Looking through some of the earlier newspapers in the British Newspaper Archive I just found this report of a theft at Coldingham in 1740. It was reported in the Caledonian Mercury of 5 February 1741.
Whereas upon Friday Night betwixt the 19th and 20th of December last, the Shop of Thomas Anderson Merchant in Coldingham was broke, and the following Merchant Goods, viz. English Chacks, Cotton Napkins, Stockings and Cambricks of several sorts, Linnen, Blue, Green and Brown Camblet Stuffs, and a great many other Goods and Ware of Considerable Value, and 20 L. Sterl.

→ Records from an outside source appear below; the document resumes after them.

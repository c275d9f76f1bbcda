//! Database migration command.
//!
//! Applies the migrations embedded from `crates/api/migrations/`.

use super::{CommandError, connect};

/// Run all pending migrations.
pub async fn run() -> Result<(), CommandError> {
    let pool = connect().await?;

    tracing::info!("Running migrations...");
    farmaup_api::db::run_migrations(&pool).await?;
    tracing::info!("Migrations complete!");

    pool.close().await;
    Ok(())
}
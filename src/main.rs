//! # Article Feed
//!
//! Loads article summaries from the article backend one page at a time,
//! resolves each article's author and renders the feed as HTML fragments
//! appended to an `articles-container` element.
//!
//! ## Usage
//!
//! ```sh
//! article_feed --base-url http://127.0.0.1:8000 --pages 2 -o ./feed.html
//! ```
//!
//! ## Flow
//!
//! 1. **Listing**: `GET /articles/?skip=&limit=` (or the per-category variant)
//! 2. **Owners**: `GET /users/{owner_id}` for every article, in batch order
//! 3. **Rendering**: one fragment per article appended to the container
//! 4. **Paging**: the cursor moves forward one page after every batch
//! 5. **Output**: the container markup is written to a file or stdout

use clap::Parser;
use std::error::Error;
use std::time::Duration;
use tracing::{debug, error, info, instrument};
use tracing_subscriber::{EnvFilter, fmt as tfmt};

mod api;
mod cli;
mod document;
mod error;
mod loader;
mod models;
mod outputs;
mod render;
mod utils;

use api::{FeedApi, HttpFeedApi, RetryApi};
use cli::Cli;
use document::Document;
use loader::ArticlePageLoader;
use outputs::html;
use utils::ensure_writable_parent;

#[tokio::main]
#[instrument]
async fn main() -> Result<(), Box<dyn Error>> {
    // --- Tracing init ---
    // logs go to stderr so stdout stays clean for the HTML
    let filter = EnvFilter::try_from_default_env().unwrap_or_else(|_| EnvFilter::new("info"));
    tfmt()
        .with_env_filter(filter)
        .with_target(true)
        .with_file(false)
        .with_line_number(false)
        .with_writer(std::io::stderr)
        .with_timer(tracing_subscriber::fmt::time::UtcTime::rfc_3339())
        .init();

    let start_time = std::time::Instant::now();
    let args = Cli::parse();
    debug!(?args, "Parsed CLI arguments");

    if let Some(ref output) = args.output {
        if let Err(e) = ensure_writable_parent(output).await {
            error!(path = %output, error = %e, "Output location is not writable");
            return Err(e);
        }
    }

    let http = HttpFeedApi::new(&args.base_url)?;
    let api = RetryApi::new(http, args.max_retries, Duration::from_secs(1));
    info!(base_url = %args.base_url, max_retries = args.max_retries, "Backend configured");

    if args.list_types {
        let types = api.fetch_article_types().await?;
        info!(count = types.len(), "Fetched article types");
        for article_type in types {
            println!("{}\t{}", article_type.id, article_type.name);
        }
        return Ok(());
    }

    let mut loader = ArticlePageLoader::new(api)
        .with_page_size(args.page_size)
        .with_locale(args.locale)
        .with_owner_concurrency(args.owner_concurrency);
    let mut document = Document::with_articles_container();

    let mut total = 0usize;
    for page in 0..args.pages {
        match loader
            .load_more_articles(&mut document, args.article_type_id)
            .await
        {
            Ok(report) => {
                total += report.appended;
                info!(
                    page,
                    skip = report.skip,
                    appended = report.appended,
                    next_skip = report.next_skip,
                    "Page loaded"
                );
            }
            Err(e) => {
                error!(page, skip = loader.cursor().skip(), error = %e, "Loading stopped");
                // keep whatever made it into the container before failing
                html::write_document(&document, args.output.as_deref()).await?;
                return Err(e.into());
            }
        }
    }

    html::write_document(&document, args.output.as_deref()).await?;

    let elapsed = start_time.elapsed();
    info!(
        pages = args.pages,
        articles = total,
        millis = elapsed.as_millis() as u64,
        "Execution complete"
    );
    Ok(())
}
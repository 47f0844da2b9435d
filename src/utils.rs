//! Small helpers for logging and file system checks.

use std::error::Error;
use std::fs as stdfs;
use std::path::Path;
use tokio::fs;
use tracing::{info, instrument};

/// Truncate a string for logging purposes.
///
/// Long strings are cut to at most `max` bytes on a character boundary with
/// `"…(+N bytes)"` appended.
///
/// # Examples
///
/// ```ignore
/// assert_eq!(truncate_for_log("short", 100), "short");
/// assert_eq!(truncate_for_log(&"a".repeat(500), 10), "aaaaaaaaaa…(+490 bytes)");
/// ```
pub fn truncate_for_log(s: &str, max: usize) -> String {
    if s.len() <= max {
        return s.to_string();
    }
    let cut = s
        .char_indices()
        .map(|(i, _)| i)
        .take_while(|i| *i <= max)
        .last()
        .unwrap_or(0);
    format!("{}…(+{} bytes)", &s[..cut], s.len() - cut)
}

/// Ensure the directory that will hold `file_path` exists and is writable.
///
/// Creates the directory if needed, then creates and removes a probe file.
///
/// # Errors
///
/// Returns an error if the directory cannot be created or written to.
#[instrument(level = "info", skip_all, fields(path = %file_path))]
pub async fn ensure_writable_parent(file_path: &str) -> Result<(), Box<dyn Error>> {
    let dir = match Path::new(file_path).parent() {
        Some(p) if !p.as_os_str().is_empty() => p.to_path_buf(),
        _ => Path::new(".").to_path_buf(),
    };
    fs::create_dir_all(&dir).await?;

    let probe_path = dir.join("..__probe_write__");
    stdfs::File::create(&probe_path)?;
    let _ = stdfs::remove_file(&probe_path);
    info!(dir = %dir.display(), "Output directory is writable");
    Ok(())
}

#[cfg(test)]
mod tests {
    use super::*;

    #[test]
    fn test_truncate_for_log_short_string() {
        assert_eq!(truncate_for_log("Hello, world!", 100), "Hello, world!");
    }

    #[test]
    fn test_truncate_for_log_long_string() {
        let s = "a".repeat(500);
        let result = truncate_for_log(&s, 100);
        assert!(result.starts_with(&"a".repeat(100)));
        assert!(result.ends_with("…(+400 bytes)"));
    }

    #[test]
    fn test_truncate_for_log_multibyte() {
        // each Cyrillic letter is two bytes; byte 3 is mid-character
        let s = "Автор статьи";
        let result = truncate_for_log(s, 3);
        assert!(result.starts_with("А…"));
        assert!(result.ends_with(&format!("(+{} bytes)", s.len() - 2)));
    }

    #[tokio::test]
    async fn test_ensure_writable_parent_creates_dir() {
        let dir = std::env::temp_dir().join(format!("article_feed_test_{}", std::process::id()));
        let file = dir.join("nested").join("feed.html");
        ensure_writable_parent(file.to_str().unwrap()).await.unwrap();
        assert!(dir.join("nested").is_dir());
        let _ = stdfs::remove_dir_all(&dir);
    }
}
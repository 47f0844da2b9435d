//! HTML output of the loaded feed.
//!
//! The document is serialized as-is: the `articles-container` element with
//! every fragment appended so far, in load order.

use crate::document::Document;
use crate::error::Result;
use tokio::fs;
use tokio::io::{self, AsyncWriteExt};
use tracing::{info, instrument};

/// Write the document markup to `path`, or to stdout when `path` is `None`.
#[instrument(level = "info", skip_all, fields(path = ?path))]
pub async fn write_document(document: &Document, path: Option<&str>) -> Result<()> {
    let mut html = document.to_html();
    html.push('\n');

    match path {
        Some(path) => {
            fs::write(path, &html).await?;
            info!(path, bytes = html.len(), "Wrote feed HTML");
        }
        None => {
            let mut stdout = io::stdout();
            stdout.write_all(html.as_bytes()).await?;
            stdout.flush().await?;
        }
    }
    Ok(())
}

#[cfg(test)]
mod tests {
    use super::*;
    use crate::document::{ARTICLES_CONTAINER_ID, Element};

    #[tokio::test]
    async fn test_write_document_to_file() {
        let mut doc = Document::with_articles_container();
        let mut child = Element::new("div");
        child.add_classes(&["row"]);
        doc.get_element_by_id_mut(ARTICLES_CONTAINER_ID)
            .unwrap()
            .append_child(child);

        let path = std::env::temp_dir().join(format!("article_feed_{}.html", std::process::id()));
        write_document(&doc, path.to_str()).await.unwrap();

        let written = std::fs::read_to_string(&path).unwrap();
        assert_eq!(
            written,
            "<div id=\"articles-container\"><div class=\"row\"></div></div>\n"
        );
        let _ = std::fs::remove_file(&path);
    }
}
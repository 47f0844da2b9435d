//! Output of the rendered feed.
//!
//! # Submodules
//!
//! - [`html`]: Writes the `articles-container` markup to a file or stdout
pub mod html;
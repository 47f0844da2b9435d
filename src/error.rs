//! Error types for loading and rendering the article feed.

use thiserror::Error;

/// Everything that can abort a load.
///
/// None of these are recovered from inside the loader. A failed load leaves
/// already appended fragments in place and does not move the cursor.
#[derive(Error, Debug)]
pub enum LoadError {
    /// Transport failure talking to the backend
    #[error("HTTP error: {0}")]
    Http(#[from] reqwest::Error),

    /// Backend answered with a non-success status
    #[error("GET {path} returned {status}: {body}")]
    Status {
        status: u16,
        path: String,
        /// Truncated response body
        body: String,
    },

    /// Response body was not the expected JSON
    #[error("Malformed JSON from {path}: {source}")]
    Json {
        path: String,
        #[source]
        source: serde_json::Error,
    },

    /// Base URL or request path could not be joined
    #[error("Invalid URL: {0}")]
    InvalidUrl(#[from] url::ParseError),

    /// The render target is not in the document
    #[error("No element with id '{0}' in document")]
    MissingContainer(String),

    /// Writing the rendered output failed
    #[error("IO error: {0}")]
    Io(#[from] std::io::Error),
}

impl LoadError {
    /// Whether a retry could plausibly succeed.
    pub fn is_transient(&self) -> bool {
        match self {
            LoadError::Http(e) => e.is_timeout() || e.is_connect() || e.is_request(),
            LoadError::Status { status, .. } => *status == 429 || *status >= 500,
            _ => false,
        }
    }
}

/// Convenience alias used across the crate.
pub type Result<T> = std::result::Result<T, LoadError>;
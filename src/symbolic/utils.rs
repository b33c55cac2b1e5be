// the collection of utility functions for sampling and scanning evaluated vectors
use ndarray::Array1;

/// `num_values` evenly spaced points from `start` to `end`, both ends included.
///
/// The points are interpolated as `start*(1-t) + end*t`, so every point of a grid between
/// two finite ends is finite even when `end - start` overflows, and the last point is
/// `end` itself.
pub fn linspace(start: f64, end: f64, num_values: usize) -> Array1<f64> {
    match num_values {
        0 => Array1::zeros(0),
        1 => Array1::from_elem(1, start),
        _ => {
            let last = num_values - 1;
            Array1::from_iter((0..num_values).map(|i| {
                if i == last {
                    end
                } else {
                    let t = i as f64 / last as f64;
                    start * (1.0 - t) + end * t
                }
            }))
        }
    }
}

/// index of the first NaN or infinite element
pub fn first_non_finite(values: &Array1<f64>) -> Option<usize> {
    values.iter().position(|v| !v.is_finite())
}

/// index i of the first pair (values[i], values[i+1]) with strictly opposite signs
pub fn first_sign_change(values: &Array1<f64>) -> Option<usize> {
    values
        .iter()
        .zip(values.iter().skip(1))
        .position(|(&a, &b)| (a < 0.0 && b > 0.0) || (a > 0.0 && b < 0.0))
}
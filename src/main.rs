#![allow(non_snake_case)]
use RustedPlotter::Utils::logger::init_logger;
use RustedPlotter::Utils::plots::FileSurface;
use RustedPlotter::plotter::config::{CONFIG_FILE, PlotterConfig};
use RustedPlotter::plotter::form::{ConsoleMessages, FunctionPlotter};
use log::{info, warn};
use std::io;
use std::path::Path;

fn main() {
    let (config, config_error) = match PlotterConfig::load(Path::new(CONFIG_FILE)) {
        Ok(config) => (config, None),
        Err(err) => (PlotterConfig::default(), Some(err)),
    };
    if let Err(err) = init_logger(config.log_level, config.log_file.as_deref()) {
        eprintln!("logger not initialized: {}", err);
    }
    if let Some(err) = config_error {
        warn!("{}; using default settings", err);
    }
    info!(
        "function plotter started: {:?} validation, output {}",
        config.validation,
        config.output.display()
    );

    let surface = FileSurface::new(&config.output, config.width, config.height);
    let mut form = FunctionPlotter::new(config.validation, surface, ConsoleMessages);

    println!("Function Plotter (empty answer keeps the current value, Ctrl+D to quit)");
    let stdin = io::stdin();
    let mut stdout = io::stdout();
    loop {
        match form.fill_fields(&mut stdin.lock(), &mut stdout) {
            Ok(true) => {
                if form.plot_function().is_ok() {
                    println!("plot saved to {}", config.output.display());
                }
            }
            Ok(false) => break,
            Err(err) => {
                warn!("cannot read the form: {}", err);
                break;
            }
        }
    }
    info!("function plotter closed");
}
use crate::Utils::plots::{PlotData, PlotSurface};
use crate::plotter::PlotterError;
use crate::plotter::validation::{VARIABLE, ValidatedInput};
use crate::symbolic::utils::linspace;
use log::info;

/// number of points the function is sampled on, both bounds included
pub const SAMPLES: usize = 1000;
pub const X_LABEL: &str = "x";
pub const Y_LABEL: &str = "f(x)";
pub const TITLE: &str = "Function Plot";

/// Evaluates the validated function on `SAMPLES` evenly spaced points of [min, max].
///
/// The whole grid goes through the vectorized closure in one call. Any evaluation
/// failure (singularity, domain error, overflow) is a `PlotterError::Plotting`:
/// validation only promised the text parses, not that it is defined on the interval.
pub fn sample_function(input: &ValidatedInput) -> Result<PlotData, PlotterError> {
    let x = linspace(input.min, input.max, SAMPLES);
    let f = input.expression.lambdify_vectorized(VARIABLE)?;
    let y = f(&x)?;
    Ok(PlotData {
        x,
        y,
        x_label: X_LABEL.to_string(),
        y_label: Y_LABEL.to_string(),
        title: TITLE.to_string(),
    })
}

/// Samples the function and draws it on `surface`.
pub fn plot_function(
    input: &ValidatedInput,
    surface: &mut dyn PlotSurface,
) -> Result<PlotData, PlotterError> {
    let data = sample_function(input)?;
    surface.render(&data).map_err(PlotterError::Plotting)?;
    info!(
        "plotted f(x) = {} on [{}, {}] with {} points",
        input.normalized,
        input.min,
        input.max,
        data.x.len()
    );
    Ok(data)
}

In Cash, with a Pocket-book and 10 L. In Bank Notes, and several Papers and Accompts therein, stoln [sic] out of the said Shop; Whoever will discover the Person or Persons guilty of the said Theft, or Art and Part therein, in as he, she or they be thereof lawfully convicted, such Person is hereby entitled to, and shall receive from the said Thomas Anderson a Reward of Four Guineas; And any Person who will inform where the said Goods, Money or Notes, or any Parcel of the said Goods, are lodged, shall receive Two Guineas Reward, and no Questions asked.
At this time “merchant” in Scotland could mean an importer/exporter, but more usually meant a small shopkeeper. Often they sold a variety of goods: cloths, everyday items such as buttons, tea and sugar etc. But in this case it looks as though Thomas Anderson in Coldingham may have specialised more than usual.